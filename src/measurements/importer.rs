//! Record Importer: folds every raw WAQI export in a directory into one long table.
//!
//! Files are read one at a time. A file that cannot be parsed, has no `Specie`
//! column or holds nothing but duplicates is skipped with a warning; the other
//! files still contribute. Duplicate rows are removed per file only, so a record
//! repeated in two exports appears twice in the result.

use crate::config::PipelineConfig;
use crate::measurements::error::ImportError;
use crate::types::columns::raw;
use log::{error, info, warn};
use polars::prelude::*;
use std::path::{Path, PathBuf};

const COMMENT_PREFIX: &str = "#";

/// Fixed species spellings rewritten before any grouping.
pub const SPECIES_SUBSTITUTIONS: [(&str, &str); 2] =
    [("wind gust", "wind-gust"), ("wind speed", "wind-speed")];

/// Lists the files the importer reads, sorted by file name.
pub fn discover_source_files(config: &PipelineConfig) -> Result<Vec<PathBuf>, ImportError> {
    let dir = &config.source_directory;
    let entries = std::fs::read_dir(dir).map_err(|e| ImportError::ReadDir(dir.clone(), e))?;

    let mut files: Vec<PathBuf> = entries
        .filter_map(Result::ok)
        .filter(|entry| entry.file_type().is_ok_and(|t| t.is_file()))
        .filter(|entry| {
            let name = entry.file_name();
            let name = name.to_string_lossy();
            (name.starts_with(&config.measurement_prefix)
                && name.ends_with(&config.measurement_suffix))
                || config.extra_source_files.iter().any(|extra| *extra == name)
        })
        .map(|entry| entry.path())
        .collect();
    files.sort();
    Ok(files)
}

/// Rewrites the lexical species variants listed in [`SPECIES_SUBSTITUTIONS`].
pub fn normalize_species(specie: Expr) -> Expr {
    SPECIES_SUBSTITUTIONS
        .iter()
        .fold(specie.clone(), |acc, (from, to)| {
            when(specie.clone().eq(lit(*from)))
                .then(lit(*to))
                .otherwise(acc)
        })
}

/// Reads one export: comment lines skipped, species normalized, duplicates removed.
pub fn read_measurement_file(path: &Path) -> Result<DataFrame, ImportError> {
    // Columns are read as text and typed below, so a late decimal in a column of
    // integers cannot fail the whole file.
    let df = CsvReadOptions::default()
        .with_has_header(true)
        .with_infer_schema_length(Some(0))
        .map_parse_options(|opts| opts.with_comment_prefix(Some(COMMENT_PREFIX)))
        .try_into_reader_with_file_path(Some(path.to_path_buf()))
        .map_err(|e| ImportError::Parse(path.to_path_buf(), e))?
        .finish()
        .map_err(|e| ImportError::Parse(path.to_path_buf(), e))?;

    if !crate::utils::has_column(&df, raw::SPECIE) {
        return Err(ImportError::MissingColumn {
            path: path.to_path_buf(),
            column: raw::SPECIE,
        });
    }

    // Every column gets one fixed type so files can be stacked regardless of
    // what the CSV reader inferred for each of them.
    let typed: Vec<Expr> = df
        .get_column_names()
        .iter()
        .map(|name| {
            let name = name.as_str();
            let target = if raw::NUMERIC.contains(&name) {
                DataType::Float64
            } else {
                DataType::String
            };
            col(name).cast(target)
        })
        .collect();

    let cleaned = df
        .lazy()
        .select(typed)
        .with_column(normalize_species(col(raw::SPECIE)).alias(raw::SPECIE))
        .unique_stable(None, UniqueKeepStrategy::First)
        .collect()
        .map_err(|e| ImportError::Clean(path.to_path_buf(), e))?;

    if cleaned.height() == 0 {
        return Err(ImportError::Empty(path.to_path_buf()));
    }
    Ok(cleaned)
}

/// Imports every qualifying file of the source directory.
///
/// Returns `None` when no file contributed rows (missing or empty directory,
/// or every file skipped).
pub fn import_records(config: &PipelineConfig) -> Option<DataFrame> {
    let files = match discover_source_files(config) {
        Ok(files) => files,
        Err(e) => {
            warn!("{}", e);
            return None;
        }
    };

    let frames: Vec<LazyFrame> = files
        .iter()
        .filter_map(|path| match read_measurement_file(path) {
            Ok(df) => {
                info!("Imported {} rows from {}", df.height(), path.display());
                Some(df.lazy())
            }
            Err(e) => {
                warn!("Skipping file: {}", e);
                None
            }
        })
        .collect();

    if frames.is_empty() {
        warn!(
            "No measurement data found in {}",
            config.source_directory.display()
        );
        return None;
    }

    match concat_lf_diagonal(frames, UnionArgs::default()).and_then(LazyFrame::collect) {
        Ok(combined) => {
            info!("Combined long table has {} rows", combined.height());
            Some(combined)
        }
        Err(e) => {
            error!("Failed to combine imported files: {}", e);
            None
        }
    }
}
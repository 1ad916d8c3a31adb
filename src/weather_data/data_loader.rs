use crate::types::data_source::{daily_observation_columns, DAILY_PATH_SEGMENT, DAILY_SCHEMA};
use crate::types::columns::DATE;
use crate::weather_data::error::WeatherDataError;
use async_compression::tokio::bufread::GzipDecoder;
use futures_util::TryStreamExt;
use log::{debug, info, warn};
use polars::prelude::*;
use reqwest::Client;
use std::io::Write;
use std::path::{Path, PathBuf};
use std::time::Duration;
use tempfile::NamedTempFile;
use tokio::io::AsyncReadExt;
use tokio::{fs, task};
use tokio_util::io::StreamReader;

const BULK_URL: &str = "https://bulk.meteostat.net/v2";
const RETRY_BASE_DELAY: Duration = Duration::from_millis(500);

/// Downloads, parses and caches per-station daily observation files.
pub struct WeatherDataLoader {
    cache_dir: PathBuf,
    download_client: Client,
    max_retries: u32,
}

impl WeatherDataLoader {
    pub fn new(cache_dir: &Path, download_client: Client, max_retries: u32) -> WeatherDataLoader {
        WeatherDataLoader {
            cache_dir: cache_dir.to_path_buf(),
            download_client,
            max_retries,
        }
    }

    /// Loads the daily frame for a station, downloading and caching it as parquet
    /// on a cache miss. The returned frame has a `date` column of type `Date`
    /// and Float64 observation columns.
    pub async fn get_daily_frame(&self, station: &str) -> Result<LazyFrame, WeatherDataError> {
        let cache_filename = format!("{}-{}.parquet", DAILY_PATH_SEGMENT, station);
        let parquet_path = self.cache_dir.join(&cache_filename);

        if fs::metadata(&parquet_path).await.is_ok() {
            debug!("Cache hit for daily data of station {} at {:?}", station, parquet_path);
        } else {
            info!("Cache miss for daily data of station {}. Downloading.", station);

            let raw_bytes = self.download(station).await?;
            let df = Self::csv_to_dataframe(raw_bytes, station).await?;

            fs::create_dir_all(&self.cache_dir)
                .await
                .map_err(|e| WeatherDataError::CacheDirCreation(self.cache_dir.clone(), e))?;

            Self::cache_dataframe(df, &parquet_path).await?;
            debug!("Cached daily data for station {} to {:?}", station, parquet_path);
        }

        LazyFrame::scan_parquet(&parquet_path, Default::default())
            .map_err(|e| WeatherDataError::ParquetScan(parquet_path.clone(), e))
    }

    /// Downloads the gzip CSV for a station, retrying transient failures with
    /// exponential backoff. Every attempt issues the same GET request.
    async fn download(&self, station: &str) -> Result<Vec<u8>, WeatherDataError> {
        let url = format!("{}/{}/{}.csv.gz", BULK_URL, DAILY_PATH_SEGMENT, station);

        let mut attempt = 0;
        loop {
            attempt += 1;
            match self.download_once(&url, attempt).await {
                Ok(bytes) => return Ok(bytes),
                Err(e) if e.is_transient() && attempt <= self.max_retries => {
                    let delay = retry_delay(attempt);
                    warn!(
                        "Attempt {} for {} failed ({}), retrying in {:?}",
                        attempt, url, e, delay
                    );
                    tokio::time::sleep(delay).await;
                }
                Err(e) => return Err(e),
            }
        }
    }

    async fn download_once(&self, url: &str, attempt: u32) -> Result<Vec<u8>, WeatherDataError> {
        let response = self
            .download_client
            .get(url)
            .send()
            .await
            .map_err(|e| classify_request_error(url, attempt, e))?;

        let response = match response.error_for_status() {
            Ok(resp) => resp,
            Err(e) => {
                return Err(match e.status() {
                    Some(status) => WeatherDataError::HttpStatus {
                        url: url.to_string(),
                        status,
                        source: e,
                    },
                    None => WeatherDataError::NetworkRequest(url.to_string(), e),
                });
            }
        };

        let stream = response.bytes_stream().map_err(std::io::Error::other);
        let stream_reader = StreamReader::new(stream);
        let mut decoder = GzipDecoder::new(stream_reader);
        let mut decompressed = Vec::new();
        decoder.read_to_end(&mut decompressed).await?;
        debug!("Downloaded and decompressed {} bytes from {}", decompressed.len(), url);
        Ok(decompressed)
    }

    /// Parses raw CSV bytes (without header) into a DataFrame using a blocking task.
    /// Assigns the daily schema names and coerces column types.
    async fn csv_to_dataframe(bytes: Vec<u8>, station: &str) -> Result<DataFrame, WeatherDataError> {
        let station_owned = station.to_string();

        task::spawn_blocking(move || {
            let csv_io_error = |source| WeatherDataError::CsvReadIo {
                station: station_owned.clone(),
                source,
            };
            let mut temp_file = NamedTempFile::new().map_err(csv_io_error)?;
            temp_file.write_all(&bytes).map_err(csv_io_error)?;
            temp_file.flush().map_err(csv_io_error)?;

            let csv_polars_error = |source| WeatherDataError::CsvReadPolars {
                station: station_owned.clone(),
                source,
            };
            let mut df = CsvReadOptions::default()
                .with_has_header(false)
                .try_into_reader_with_file_path(Some(temp_file.path().to_path_buf()))
                .map_err(csv_polars_error)?
                .finish()
                .map_err(csv_polars_error)?;

            if df.width() != DAILY_SCHEMA.len() {
                return Err(WeatherDataError::SchemaMismatch {
                    station: station_owned,
                    expected: DAILY_SCHEMA.len(),
                    found: df.width(),
                });
            }

            df.set_column_names(DAILY_SCHEMA.iter().copied())
                .map_err(|e| WeatherDataError::ColumnRenameError {
                    station: station_owned.clone(),
                    source: e,
                })?;

            let mut typed = vec![col(DATE)
                .cast(DataType::String)
                .str()
                .to_date(StrptimeOptions {
                    format: Some("%Y-%m-%d".into()),
                    strict: false,
                    ..Default::default()
                })
                .alias(DATE)];
            typed.extend(
                daily_observation_columns()
                    .iter()
                    .map(|name| col(*name).cast(DataType::Float64)),
            );

            df.lazy()
                .select(typed)
                .collect()
                .map_err(|e| WeatherDataError::CsvReadPolars {
                    station: station_owned,
                    source: e,
                })
        })
        .await?
    }

    /// Writes a DataFrame to a Parquet file using spawn_blocking.
    async fn cache_dataframe(mut df: DataFrame, path: &Path) -> Result<(), WeatherDataError> {
        let path_buf = path.to_path_buf();
        task::spawn_blocking(move || {
            let file = std::fs::File::create(&path_buf)
                .map_err(|e| WeatherDataError::ParquetWriteIo(path_buf.clone(), e))?;
            ParquetWriter::new(file)
                .with_compression(ParquetCompression::Snappy)
                .finish(&mut df)
                .map_err(|e| WeatherDataError::ParquetWritePolars(path_buf, e))?;
            Ok::<(), WeatherDataError>(())
        })
        .await??;
        Ok(())
    }
}

/// Exponential backoff for the given 1-based attempt. Saturates instead of overflowing.
fn retry_delay(attempt: u32) -> Duration {
    let factor = 2u32.saturating_pow(attempt.saturating_sub(1));
    RETRY_BASE_DELAY.saturating_mul(factor)
}

fn classify_request_error(url: &str, attempts: u32, e: reqwest::Error) -> WeatherDataError {
    if e.is_timeout() {
        WeatherDataError::Timeout {
            url: url.to_string(),
            attempts,
            source: e,
        }
    } else {
        WeatherDataError::NetworkRequest(url.to_string(), e)
    }
}

#[cfg(test)]
mod tests {
    use super::*;

    const SAMPLE: &str = "2020-01-01,3.4,1.2,5.8,0.3,,250,14.8,,1012.3,\n\
                          2020-01-02,4.1,2.0,6.2,0.0,,,12.1,,1015.0,\n";

    #[test]
    fn test_retry_delay_doubles_and_saturates() {
        assert_eq!(retry_delay(1), Duration::from_millis(500));
        assert_eq!(retry_delay(2), Duration::from_millis(1000));
        assert_eq!(retry_delay(4), Duration::from_millis(4000));
        assert_eq!(retry_delay(40), RETRY_BASE_DELAY.saturating_mul(u32::MAX));
        assert_eq!(retry_delay(u32::MAX), retry_delay(40));
    }

    #[tokio::test]
    async fn test_csv_to_dataframe_assigns_daily_schema() -> Result<(), WeatherDataError> {
        let df = WeatherDataLoader::csv_to_dataframe(SAMPLE.as_bytes().to_vec(), "10384").await?;

        let names: Vec<&str> = df.get_column_names().iter().map(|n| n.as_str()).collect();
        assert_eq!(names, DAILY_SCHEMA);
        assert_eq!(df.height(), 2);
        assert_eq!(df.column("date")?.dtype(), &DataType::Date);
        assert_eq!(df.column("snow")?.dtype(), &DataType::Float64);
        assert_eq!(df.column("snow")?.null_count(), 2);
        assert_eq!(df.column("tavg")?.f64()?.get(1), Some(4.1));
        Ok(())
    }

    #[tokio::test]
    async fn test_csv_with_wrong_width_is_rejected() {
        let result =
            WeatherDataLoader::csv_to_dataframe(b"2020-01-01,1.0,2.0\n".to_vec(), "x").await;
        assert!(matches!(
            result,
            Err(WeatherDataError::SchemaMismatch { found: 3, .. })
        ));
    }

    #[tokio::test]
    async fn test_cached_parquet_is_served_without_download() -> Result<(), WeatherDataError> {
        let cache = tempfile::tempdir()?;
        let df = WeatherDataLoader::csv_to_dataframe(SAMPLE.as_bytes().to_vec(), "10384").await?;
        WeatherDataLoader::cache_dataframe(df, &cache.path().join("daily-10384.parquet")).await?;

        // The client is never used on a cache hit.
        let loader = WeatherDataLoader::new(cache.path(), Client::new(), 0);
        let frame = loader.get_daily_frame("10384").await?.collect()?;
        assert_eq!(frame.height(), 2);
        Ok(())
    }

    #[tokio::test]
    #[ignore = "downloads daily data from the Meteostat bulk endpoint"]
    async fn test_download_daily_berlin_tempelhof() -> Result<(), WeatherDataError> {
        let cache = tempfile::tempdir()?;
        let loader = WeatherDataLoader::new(cache.path(), Client::new(), 2);
        let frame = loader.get_daily_frame("10384").await?.collect()?;
        assert!(frame.height() > 10_000);
        Ok(())
    }
}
* * * * *
• _What to work on_:
Restate word for word the lines in the material above from the one with "let csv_polars_error = |source|" to the one with "if df.width() != DAILY_SCHEMA.len()"; both of those lines count, and nothing else does.

• _Exercise solution_:
            let csv_polars_error = |source| WeatherDataError::CsvReadPolars {
                station: station_owned.clone(),
                source,
            };
            let mut df = CsvReadOptions::default()
                .with_has_header(false)
                .try_into_reader_with_file_path(Some(temp_file.path().to_path_buf()))
                .map_err(csv_polars_error)?
                .finish()
                .map_err(csv_polars_error)?;

            if df.width() != DAILY_SCHEMA.len() {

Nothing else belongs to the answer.